And she lets go, completely, surrendering to the ancestral voices that have been whispering and calling. Here she finds and traces the ancient wisdom of the Bushman visionary //Kabbo who lived in the 1800s and who travelled to Cape Town and the Bleek family of Wynberg who subsequently recorded his stories and visions. Today the Bleek/Lloyd Archive is housed at the University of Cape town and consists of over 12,000 handwritten pages and hundreds of notebooks of records. The Lloyd-Bleek collection of San folklore was entered into the UNESCO Memory of the World Register in 1997. As Vollenhoven has noted, “It is a heritage that is not known to most of the descendants of //Kabbo and the /Xam-ka !ei people whose language has been wiped out.”

Keeper of the Kumm is a bold and brave attempt at self-discovery, in fact of self-recovery.

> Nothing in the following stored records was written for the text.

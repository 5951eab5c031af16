use chrono::{Datelike, NaiveDate};

#[derive(Debug, Clone, Copy, PartialEq, Eq)]
pub struct Dua {
    pub arabic: &'static str,
    pub translation: &'static str,
    pub reference: &'static str,
}

/// Quranic dua shown for `date`; cycles through the collection by day of year.
pub fn dua_of_the_day(date: NaiveDate) -> &'static Dua {
    let idx = date.ordinal0() as usize % DUAS.len();
    &DUAS[idx]
}

const DUAS: &[Dua] = &[
    Dua {
        arabic: "رَبَّنَا تَقَبَّلْ مِنَّا ۖ إِنَّكَ أَنتَ السَّمِيعُ الْعَلِيمُ",
        translation: "Our Lord, accept this from us. Indeed, You are the Hearing, the Knowing.",
        reference: "Quran 2:127",
    },
    Dua {
        arabic: "رَبَّنَا آتِنَا فِي الدُّنْيَا حَسَنَةً وَفِي الْآخِرَةِ حَسَنَةً وَقِنَا عَذَابَ النَّارِ",
        translation: "Our Lord, give us good in this world and good in the Hereafter and protect us from the punishment of the Fire.",
        reference: "Quran 2:201",
    },
    Dua {
        arabic: "رَبَّنَا أَفْرِغْ عَلَيْنَا صَبْرًا وَثَبِّتْ أَقْدَامَنَا وَانصُرْنَا عَلَى الْقَوْمِ الْكَافِرِينَ",
        translation: "Our Lord, pour upon us patience and plant firmly our feet and give us victory over the disbelieving people.",
        reference: "Quran 2:250",
    },
    Dua {
        arabic: "رَبَّنَا لَا تُؤَاخِذْنَا إِن نَّسِينَا أَوْ أَخْطَأْنَا",
        translation: "Our Lord, do not impose blame upon us if we have forgotten or erred.",
        reference: "Quran 2:286",
    },
    Dua {
        arabic: "رَبَّنَا وَلَا تَحْمِلْ عَلَيْنَا إِصْرًا كَمَا حَمَلْتَهُ عَلَى الَّذِينَ مِن قَبْلِنَا",
        translation: "Our Lord, and lay not upon us a burden like that which You laid upon those before us.",
        reference: "Quran 2:286",
    },
    Dua {
        arabic: "رَبَّنَا وَلَا تُحَمِّلْنَا مَا لَا طَاقَةَ لَنَا بِهِ",
        translation: "Our Lord, and burden us not with that which we have no ability to bear.",
        reference: "Quran 2:286",
    },
    Dua {
        arabic: "رَبَّنَا لَا تُزِغْ قُلُوبَنَا بَعْدَ إِذْ هَدَيْتَنَا وَهَبْ لَنَا مِن لَّدُنكَ رَحْمَةً",
        translation: "Our Lord, let not our hearts deviate after You have guided us and grant us from Yourself mercy.",
        reference: "Quran 3:8",
    },
    Dua {
        arabic: "رَبَّنَا إِنَّنَا آمَنَّا فَاغْفِرْ لَنَا ذُنُوبَنَا وَقِنَا عَذَابَ النَّارِ",
        translation: "Our Lord, indeed we have believed, so forgive us our sins and protect us from the punishment of the Fire.",
        reference: "Quran 3:16",
    },
    Dua {
        arabic: "رَبَّنَا آمَنَّا بِمَا أَنزَلْتَ وَاتَّبَعْنَا الرَّسُولَ فَاكْتُبْنَا مَعَ الشَّاهِدِينَ",
        translation: "Our Lord, we have believed in what You revealed and have followed the messenger, so register us among the witnesses.",
        reference: "Quran 3:53",
    },
    Dua {
        arabic: "رَبَّنَا اغْفِرْ لَنَا ذُنُوبَنَا وَإِسْرَافَنَا فِي أَمْرِنَا وَثَبِّتْ أَقْدَامَنَا وَانصُرْنَا عَلَى الْقَوْمِ الْكَافِرِينَ",
        translation: "Our Lord, forgive us our sins and the excess in our affairs and plant firmly our feet and give us victory over the disbelieving people.",
        reference: "Quran 3:147",
    },
    Dua {
        arabic: "رَبَّنَا مَا خَلَقْتَ هَٰذَا بَاطِلًا سُبْحَانَكَ فَقِنَا عَذَابَ النَّارِ",
        translation: "Our Lord, You did not create this in vain; exalted are You. Protect us from the punishment of the Fire.",
        reference: "Quran 3:191",
    },
    Dua {
        arabic: "رَبَّنَا إِنَّكَ مَن تُدْخِلِ النَّارَ فَقَدْ أَخْزَيْتَهُ ۖ وَمَا لِلظَّالِمِينَ مِنْ أَنصَارٍ",
        translation: "Our Lord, indeed whoever You admit to the Fire - You have disgraced him, and for the wrongdoers there are no helpers.",
        reference: "Quran 3:192",
    },
    Dua {
        arabic: "رَبَّنَا إِنَّنَا سَمِعْنَا مُنَادِيًا يُنَادِي لِلْإِيمَانِ أَنْ آمِنُوا بِرَبِّكُمْ فَآمَنَّا",
        translation: "Our Lord, indeed we have heard a caller calling to faith, [saying], 'Believe in your Lord,' and we have believed.",
        reference: "Quran 3:193",
    },
    Dua {
        arabic: "رَبَّنَا فَاغْفِرْ لَنَا ذُنُوبَنَا وَكَفِّرْ عَنَّا سَيِّئَاتِنَا وَتَوَفَّنَا مَعَ الْأَبْرَارِ",
        translation: "Our Lord, so forgive us our sins and remove from us our misdeeds and cause us to die with the righteous.",
        reference: "Quran 3:193",
    },
    Dua {
        arabic: "رَبَّنَا وَآتِنَا مَا وَعَدتَّنَا عَلَىٰ رُسُلِكَ وَلَا تُخْزِنَا يَوْمَ الْقِيَامَةِ",
        translation: "Our Lord, and grant us what You promised us through Your messengers and do not disgrace us on the Day of Resurrection.",
        reference: "Quran 3:194",
    },
    Dua {
        arabic: "رَبَّنَا ظَلَمْنَا أَنفُسَنَا وَإِن لَّمْ تَغْفِرْ لَنَا وَتَرْحَمْنَا لَنَكُونَنَّ مِنَ الْخَاسِرِينَ",
        translation: "Our Lord, we have wronged ourselves, and if You do not forgive us and have mercy upon us, we will surely be among the losers.",
        reference: "Quran 7:23",
    },
    Dua {
        arabic: "رَبَّنَا افْتَحْ بَيْنَنَا وَبَيْنَ قَوْمِنَا بِالْحَقِّ وَأَنتَ خَيْرُ الْفَاتِحِينَ",
        translation: "Our Lord, decide between us and our people in truth, and You are the best of those who give decision.",
        reference: "Quran 7:89",
    },
    Dua {
        arabic: "رَبَّنَا أَفْرِغْ عَلَيْنَا صَبْرًا وَتَوَفَّنَا مُسْلِمِينَ",
        translation: "Our Lord, pour upon us patience and let us die as Muslims [in submission to You].",
        reference: "Quran 7:126",
    },
    Dua {
        arabic: "رَبَّنَا لَا تَجْعَلْنَا مَعَ الْقَوْمِ الظَّالِمِينَ",
        translation: "Our Lord, do not place us with the wrongdoing people.",
        reference: "Quran 7:47",
    },
    Dua {
        arabic: "حَسْبُنَا اللَّهُ وَنِعْمَ الْوَكِيلُ",
        translation: "Sufficient for us is Allah, and [He is] the best Disposer of affairs.",
        reference: "Quran 3:173",
    },
    Dua {
        arabic: "رَبَّنَا اغْفِرْ لِي وَلِوَالِدَيَّ وَلِلْمُؤْمِنِينَ يَوْمَ يَقُومُ الْحِسَابُ",
        translation: "Our Lord, forgive me and my parents and the believers the Day the account is established.",
        reference: "Quran 14:41",
    },
    Dua {
        arabic: "رَّبِّ اجْعَلْنِي مُقِيمَ الصَّلَاةِ وَمِن ذُرِّيَّتِي ۚ رَبَّنَا وَتَقَبَّلْ دُعَاءِ",
        translation: "My Lord, make me an establisher of prayer, and from my descendants. Our Lord, and accept my supplication.",
        reference: "Quran 14:40",
    },
    Dua {
        arabic: "رَبِّ هَبْ لِي حُكْمًا وَأَلْحِقْنِي بِالصَّالِحِينَ",
        translation: "My Lord, grant me authority and join me with the righteous.",
        reference: "Quran 26:83",
    },
    Dua {
        arabic: "رَبِّ نَجِّنِي وَأَهْلِي مِمَّا يَعْمَلُونَ",
        translation: "My Lord, save me and my family from what they do.",
        reference: "Quran 26:169",
    },
    Dua {
        arabic: "رَبِّ أَوْزِعْنِي أَنْ أَشْكُرَ نِعْمَتَكَ الَّتِي أَنْعَمْتَ عَلَيَّ وَعَلَىٰ وَالِدَيَّ",
        translation: "My Lord, enable me to be grateful for Your favor which You have bestowed upon me and upon my parents.",
        reference: "Quran 27:19",
    },
    Dua {
        arabic: "لَّا إِلَٰهَ إِلَّا أَنتَ سُبْحَانَكَ إِنِّي كُنتُ مِنَ الظَّالِمِينَ",
        translation: "There is no deity except You; exalted are You. Indeed, I have been of the wrongdoers.",
        reference: "Quran 21:87",
    },
    Dua {
        arabic: "رَبِّ لَا تَذَرْنِي فَرْدًا وَأَنتَ خَيْرُ الْوَارِثِينَ",
        translation: "My Lord, do not leave me alone, and You are the best of inheritors.",
        reference: "Quran 21:89",
    },
    Dua {
        arabic: "رَبَّنَا آتِنَا مِن لَّدُنكَ رَحْمَةً وَهَيِّئْ لَنَا مِنْ أَمْرِنَا رَشَدًا",
        translation: "Our Lord, grant us from Yourself mercy and prepare for us from our affair right guidance.",
        reference: "Quran 18:10",
    },
    Dua {
        arabic: "رَبِّ اشْرَحْ لِي صَدْرِي وَيَسِّرْ لِي أَمْرِي",
        translation: "My Lord, expand for me my chest and ease for me my task.",
        reference: "Quran 20:25-26",
    },
];
#[cfg(test)]
mod tests {
    use super::*;

    #[test]
    fn test_same_day_same_dua() {
        let date = NaiveDate::from_ymd_opt(2025, 3, 10).unwrap();
        assert_eq!(dua_of_the_day(date), dua_of_the_day(date));
    }

    #[test]
    fn test_consecutive_days_rotate() {
        let first = NaiveDate::from_ymd_opt(2025, 1, 1).unwrap();
        let second = NaiveDate::from_ymd_opt(2025, 1, 2).unwrap();
        assert_eq!(dua_of_the_day(first).reference, "Quran 2:127");
        assert_ne!(dua_of_the_day(first), dua_of_the_day(second));
    }
}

It is a spiritual book, a political book, a book filled with magic, dreams, visions, love and laughter and an unstoppable urge towards healing deep and ancient scars that cut across the ages.

Vollenhoven writes:

We have been stripped of our ancestral places and our names. We are largely ignorant of our heritage and true identity. But if we search with open hearts, our rituals and stories can revive us.”

And she ends:

If Africa is the birthplace of all humanity, then we are all children of the San.”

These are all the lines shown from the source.